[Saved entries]
═══
use std::sync::Arc;
use std::time::Duration;

use patchwatch_scan::{PackageScanner, Presence};
use patchwatch_types::{Advisory, AdvisorySource, Platform};
use tokio::signal::unix::{SignalKind, signal};
use tokio::sync::mpsc;
use tracing::{debug, error, info, warn};

use crate::reporter::{ReportError, Reporter};
use crate::runner::JobRunner;
use crate::scheduler::Scheduler;
use crate::LifecycleError;

#[derive(Debug, thiserror::Error)]
pub enum AgentError {
    #[error(transparent)]
    Lifecycle(#[from] LifecycleError),
    #[error("failed to install signal handler: {0}")]
    Signal(#[from] std::io::Error),
}

/// Top-level composition: scheduler → runner → scanner → reporter, wired to
/// OS signals for shutdown.
pub struct Agent {
    pub source: Arc<dyn AdvisorySource>,
    pub platform: Platform,
    pub scan_frequency: Duration,
    pub scanner: Arc<dyn PackageScanner>,
    pub reporter: Reporter,
    pub reporter_errors: mpsc::Receiver<ReportError>,
}

impl Agent {
    /// Run until the advisory stream ends or a shutdown signal (HUP, INT,
    /// TERM, QUIT) arrives, then stop every component and wait for each to
    /// acknowledge.
    pub async fn run(self) -> Result<(), AgentError> {
        let Agent {
            source,
            platform,
            scan_frequency,
            scanner,
            mut reporter,
            mut reporter_errors,
        } = self;

        let mut scheduler = Scheduler::new(scan_frequency);
        let ticks = scheduler.start()?;
        let (mut runner, mut stream) = JobRunner::spawn(source, platform, ticks);

        let mut hangup = signal(SignalKind::hangup())?;
        let mut interrupt = signal(SignalKind::interrupt())?;
        let mut terminate = signal(SignalKind::terminate())?;
        let mut quit = signal(SignalKind::quit())?;

        info!(platform = %platform, period_mins = scan_frequency.as_secs() / 60, "agent running");

        loop {
            tokio::select! {
                Some(advisory) = stream.advisories.recv() => {
                    if !is_resolved(scanner.as_ref(), &advisory).await {
                        debug!(advisory = %advisory, "reporting unresolved vulnerability");
                        if !reporter.submit(advisory).await {
                            warn!("reporter is gone; dropping finding");
                        }
                    }
                }
                Some(err) = stream.errors.recv() => {
                    error!(error = %err, "advisory stream error");
                }
                Some(err) = reporter_errors.recv() => {
                    error!(error = %err, "report delivery failed");
                }
                _ = &mut stream.terminal => {
                    warn!("advisory stream ended; shutting down");
                    break;
                }
                _ = hangup.recv() => { info!("received SIGHUP; shutting down"); break; }
                _ = interrupt.recv() => { info!("received SIGINT; shutting down"); break; }
                _ = terminate.recv() => { info!("received SIGTERM; shutting down"); break; }
                _ = quit.recv() => { info!("received SIGQUIT; shutting down"); break; }
            }
        }

        // Scheduler first so no new pulls begin, then the runner (cancelling
        // any in-flight pull), then the reporter.
        scheduler.stop().await?;
        runner.stop().await?;
        reporter.terminate().await?;
        info!("agent shut down cleanly");
        Ok(())
    }
}

/// Patching any one of the listed fix versions resolves the vulnerability;
/// an advisory is reported only when none of them is installed. A failed
/// scan counts as not-installed: being unable to prove installation must
/// not suppress the report.
async fn is_resolved(scanner: &dyn PackageScanner, advisory: &Advisory) -> bool {
    for package in &advisory.fixed_in_packages {
        match scanner.scan(package).await {
            Ok(Presence::Installed) => {
                debug!(advisory = %advisory.name, package = %package.name, "fix already installed");
                return true;
            }
            Ok(Presence::NotInstalled) => {}
            Err(err) => {
                warn!(error = %err, package = %package.name, "package scan failed");
            }
        }
    }
    false
}

#[cfg(test)]
mod tests {
    use super::*;
    use async_trait::async_trait;
    use patchwatch_scan::ScanError;
    use patchwatch_types::{Package, Severity};

    struct StubScanner {
        installed: Vec<Package>,
        fail: bool,
    }

    #[async_trait]
    impl PackageScanner for StubScanner {
        async fn scan(&self, package: &Package) -> Result<Presence, ScanError> {
            if self.fail {
                return Err(ScanError::Exec {
                    tool: "stub",
                    source: std::io::Error::other("exec failed"),
                });
            }
            if self.installed.contains(package) {
                Ok(Presence::Installed)
            } else {
                Ok(Presence::NotInstalled)
            }
        }
    }

    fn package(name: &str, version: &str) -> Package {
        Package {
            name: name.into(),
            version: version.into(),
        }
    }

    fn advisory_with_fixes(fixes: Vec<Package>) -> Advisory {
        Advisory {
            name: "testvuln".into(),
            affected_package_name: "testpackage".into(),
            affected_platform_name: "debian-8".into(),
            details_href: "website.com".into(),
            severity_rating: Severity::Low,
            fixed_in_packages: fixes,
        }
    }

    #[tokio::test]
    async fn any_installed_fix_resolves_the_advisory() {
        let scanner = StubScanner {
            installed: vec![package("testpackage", "1.2.3")],
            fail: false,
        };
        let advisory = advisory_with_fixes(vec![
            package("testpackage", "0.9.9"),
            package("testpackage", "1.2.3"),
        ]);
        assert!(is_resolved(&scanner, &advisory).await);
    }

    #[tokio::test]
    async fn no_installed_fix_means_report() {
        let scanner = StubScanner {
            installed: vec![],
            fail: false,
        };
        let advisory = advisory_with_fixes(vec![package("testpackage", "1.2.3")]);
        assert!(!is_resolved(&scanner, &advisory).await);
    }

    #[tokio::test]
    async fn scan_failures_fail_open() {
        let scanner = StubScanner {
            installed: vec![],
            fail: true,
        };
        let advisory = advisory_with_fixes(vec![package("testpackage", "1.2.3")]);
        assert!(
            !is_resolved(&scanner, &advisory).await,
            "a failed scan must not suppress the report"
        );
    }
}
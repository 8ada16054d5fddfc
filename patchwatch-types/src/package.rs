use serde::{Deserialize, Serialize};

/// A software package that may be installed on a host. The version is an
/// opaque string; how it is compared is up to a [`VersionMatch`].
#[derive(Debug, Clone, PartialEq, Eq, Hash, Serialize, Deserialize)]
pub struct Package {
    pub name: String,
    pub version: String,
}

/// How a fix version from an advisory is matched against an installed
/// version reported by the host package database.
#[derive(Debug, Clone, Copy, PartialEq, Eq)]
pub enum VersionMatch {
    /// The fix version is a prefix of the installed version.
    Prefix,
    /// The fix version is a suffix of the installed version.
    Suffix,
    /// The fix version is a regular expression matched against the installed
    /// version. An unparseable pattern matches nothing.
    Regex,
}

impl VersionMatch {
    pub fn matches(self, fix_version: &str, installed: &str) -> bool {
        match self {
            Self::Prefix => installed.starts_with(fix_version),
            Self::Suffix => installed.ends_with(fix_version),
            Self::Regex => {
                regex::Regex::new(fix_version).is_ok_and(|re| re.is_match(installed))
            }
        }
    }
}
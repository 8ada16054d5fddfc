// ---------------------------------------------------------------------------
// Host agent
// ---------------------------------------------------------------------------
//
// Everything that runs on a scanned host: the scan-cycle scheduler, the
// job runner that turns ticks into advisory pulls, the batching reporter,
// and the agent loop that ties them to the package scanner.

pub mod agent;
pub mod reporter;
pub mod runner;
pub mod scheduler;

pub use agent::{Agent, AgentError};
pub use reporter::{ReportError, Reporter};
pub use runner::JobRunner;
pub use scheduler::{Scheduler, TickSignal};

/// Lifecycle misuse: each start/stop/terminate may happen exactly once, and
/// a second attempt is reported without corrupting state.
#[derive(Debug, Clone, Copy, PartialEq, Eq, thiserror::Error)]
pub enum LifecycleError {
    #[error("already started")]
    AlreadyStarted,
    #[error("not started")]
    NotStarted,
    #[error("already stopped")]
    AlreadyStopped,
}
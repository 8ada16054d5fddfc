use std::time::Duration;

use patchwatch_types::Advisory;
use serde::Serialize;
use tokio::sync::mpsc;
use tokio::task::JoinHandle;
use tokio::time::Instant;
use tokio_util::sync::CancellationToken;
use tracing::info;

use crate::LifecycleError;

const HTTP_TIMEOUT: Duration = Duration::from_secs(30);
const ERROR_CHANNEL_CAPACITY: usize = 64;
const SINK_CAPACITY: usize = 64;

/// Most scan cycles fit in one batch of this size; the buffer grows past it
/// freely because the send timer, never the size, triggers a flush.
const BATCH_PREALLOC: usize = 32;

#[derive(Debug, Clone, PartialEq, Eq, thiserror::Error)]
pub enum ReportError {
    #[error("failed to deliver report: {0}")]
    Transport(String),
    #[error("collector returned status {0}")]
    Rejected(u16),
}

#[derive(Serialize)]
struct ReportBody {
    vulnerabilities: Vec<Advisory>,
}

/// Coalesces findings into timed batches and posts them to the collector.
///
/// Deliveries are detached and never retried; each failure surfaces one
/// [`ReportError`] on the error channel. A finding lost to a failed delivery
/// is re-found on the next scan cycle.
pub struct Reporter {
    sink: mpsc::Sender<Advisory>,
    cancel: CancellationToken,
    handle: Option<JoinHandle<()>>,
}

impl Reporter {
    pub fn spawn(
        collector_url: &str,
        send_every: Duration,
    ) -> Result<(Self, mpsc::Receiver<ReportError>), reqwest::Error> {
        let client = reqwest::Client::builder()
            .timeout(HTTP_TIMEOUT)
            .user_agent("patchwatch-agent/0.1")
            .build()?;

        let (sink, advisories) = mpsc::channel(SINK_CAPACITY);
        let (error_tx, error_rx) = mpsc::channel(ERROR_CHANNEL_CAPACITY);
        let cancel = CancellationToken::new();

        let handle = tokio::spawn(run(
            client,
            collector_url.to_string(),
            send_every,
            advisories,
            error_tx,
            cancel.clone(),
        ));

        Ok((
            Self {
                sink,
                cancel,
                handle: Some(handle),
            },
            error_rx,
        ))
    }

    /// Queue one finding for the next batch. Returns false if the reporter
    /// has terminated.
    pub async fn submit(&self, advisory: Advisory) -> bool {
        self.sink.send(advisory).await.is_ok()
    }

    /// Shut the reporter down and wait for acknowledgement. Whatever is
    /// buffered is discarded; a second call is an error.
    pub async fn terminate(&mut self) -> Result<(), LifecycleError> {
        let Some(handle) = self.handle.take() else {
            return Err(LifecycleError::AlreadyStopped);
        };
        self.cancel.cancel();
        let _ = handle.await;
        Ok(())
    }
}

async fn run(
    client: reqwest::Client,
    url: String,
    send_every: Duration,
    mut advisories: mpsc::Receiver<Advisory>,
    errors: mpsc::Sender<ReportError>,
    cancel: CancellationToken,
) {
    let mut batch: Vec<Advisory> = Vec::with_capacity(BATCH_PREALLOC);
    let mut timer = tokio::time::interval_at(Instant::now() + send_every, send_every);

    loop {
        tokio::select! {
            _ = cancel.cancelled() => break,
            Some(advisory) = advisories.recv() => batch.push(advisory),
            _ = timer.tick() => {
                if batch.is_empty() {
                    continue;
                }
                let body = std::mem::replace(&mut batch, Vec::with_capacity(BATCH_PREALLOC));
                info!(count = body.len(), "reporting found vulnerabilities");

                let client = client.clone();
                let url = url.clone();
                let errors = errors.clone();
                tokio::spawn(async move {
                    deliver(client, url, body, errors).await;
                });
            }
        }
    }
}

async fn deliver(
    client: reqwest::Client,
    url: String,
    vulnerabilities: Vec<Advisory>,
    errors: mpsc::Sender<ReportError>,
) {
    let body = ReportBody { vulnerabilities };
    match client.post(&url).json(&body).send().await {
        Ok(response) => {
            let status = response.status().as_u16();
            if status != 200 {
                let _ = errors.send(ReportError::Rejected(status)).await;
            }
        }
        Err(err) => {
            let _ = errors.send(ReportError::Transport(err.to_string())).await;
        }
    }
}
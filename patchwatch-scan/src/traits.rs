use async_trait::async_trait;
use patchwatch_types::{Package, VersionMatch};

/// Whether a scan located the package on the host.
#[derive(Debug, Clone, Copy, PartialEq, Eq)]
pub enum Presence {
    Installed,
    NotInstalled,
}

#[derive(Debug, thiserror::Error)]
pub enum ScanError {
    #[error("failed to run {tool}: {source}")]
    Exec {
        tool: &'static str,
        #[source]
        source: std::io::Error,
    },
    #[error("{tool} exited with {status}: {stderr}")]
    ToolFailed {
        tool: &'static str,
        status: std::process::ExitStatus,
        stderr: String,
    },
    #[error("io error: {0}")]
    Io(#[from] std::io::Error),
}

/// Trait all host package scanners must satisfy.
#[async_trait]
pub trait PackageScanner: Send + Sync {
    async fn scan(&self, package: &Package) -> Result<Presence, ScanError>;
}

/// A hit requires the installed name to contain the queried name and the
/// version predicate to accept the installed version.
pub(crate) fn find_package(
    wanted: &Package,
    installed: &[Package],
    version_match: VersionMatch,
) -> Presence {
    for candidate in installed {
        if candidate.name.contains(&wanted.name)
            && version_match.matches(&wanted.version, &candidate.version)
        {
            return Presence::Installed;
        }
    }
    Presence::NotInstalled
}
// ---------------------------------------------------------------------------
// Advisory HTTP server
// ---------------------------------------------------------------------------
//
// Exposes live advisory fetches as resumable, request-id-keyed HTTP jobs.

pub mod jobs;
mod routes;
pub mod state;

use std::net::SocketAddr;
use std::sync::Arc;

use axum::Router;
use axum::routing::get;

use state::AppState;

/// Configuration for the advisory server.
pub struct ServerConfig {
    pub listen_addr: SocketAddr,
    pub max_jobs: usize,
}

/// Build the axum Router (useful for testing).
pub fn build_router(state: Arc<AppState>) -> Router {
    Router::new()
        .route("/vulns", get(routes::vulns))
        .with_state(state)
}

/// Start the advisory server and block until shutdown (Ctrl+C).
pub async fn start_server(
    config: ServerConfig,
    source: Arc<dyn patchwatch_types::AdvisorySource>,
) -> anyhow::Result<()> {
    let state = Arc::new(AppState::with_max_jobs(source, config.max_jobs));
    let app = build_router(state);
    let listener = tokio::net::TcpListener::bind(config.listen_addr).await?;

    tracing::info!(addr = %config.listen_addr, "advisory server listening");
    axum::serve(listener, app)
        .with_graceful_shutdown(shutdown_signal())
        .await?;

    tracing::info!("advisory server shut down");
    Ok(())
}

async fn shutdown_signal() {
    tokio::signal::ctrl_c()
        .await
        .expect("failed to install Ctrl+C handler");
    tracing::info!("shutdown signal received");
}
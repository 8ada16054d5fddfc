// ---------------------------------------------------------------------------
// Clair v1 advisory source
// ---------------------------------------------------------------------------
//
// Streams normalized advisories for one platform out of the two-phase Clair
// API: paginated summary listings, then a detail lookup per vulnerability.

mod clair;

pub use clair::{ClairApiV1, ClairStream};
═══
What is required:
Respond with a single number: the count of lines in the entries above that contain the string "loop".

Expected answer:
3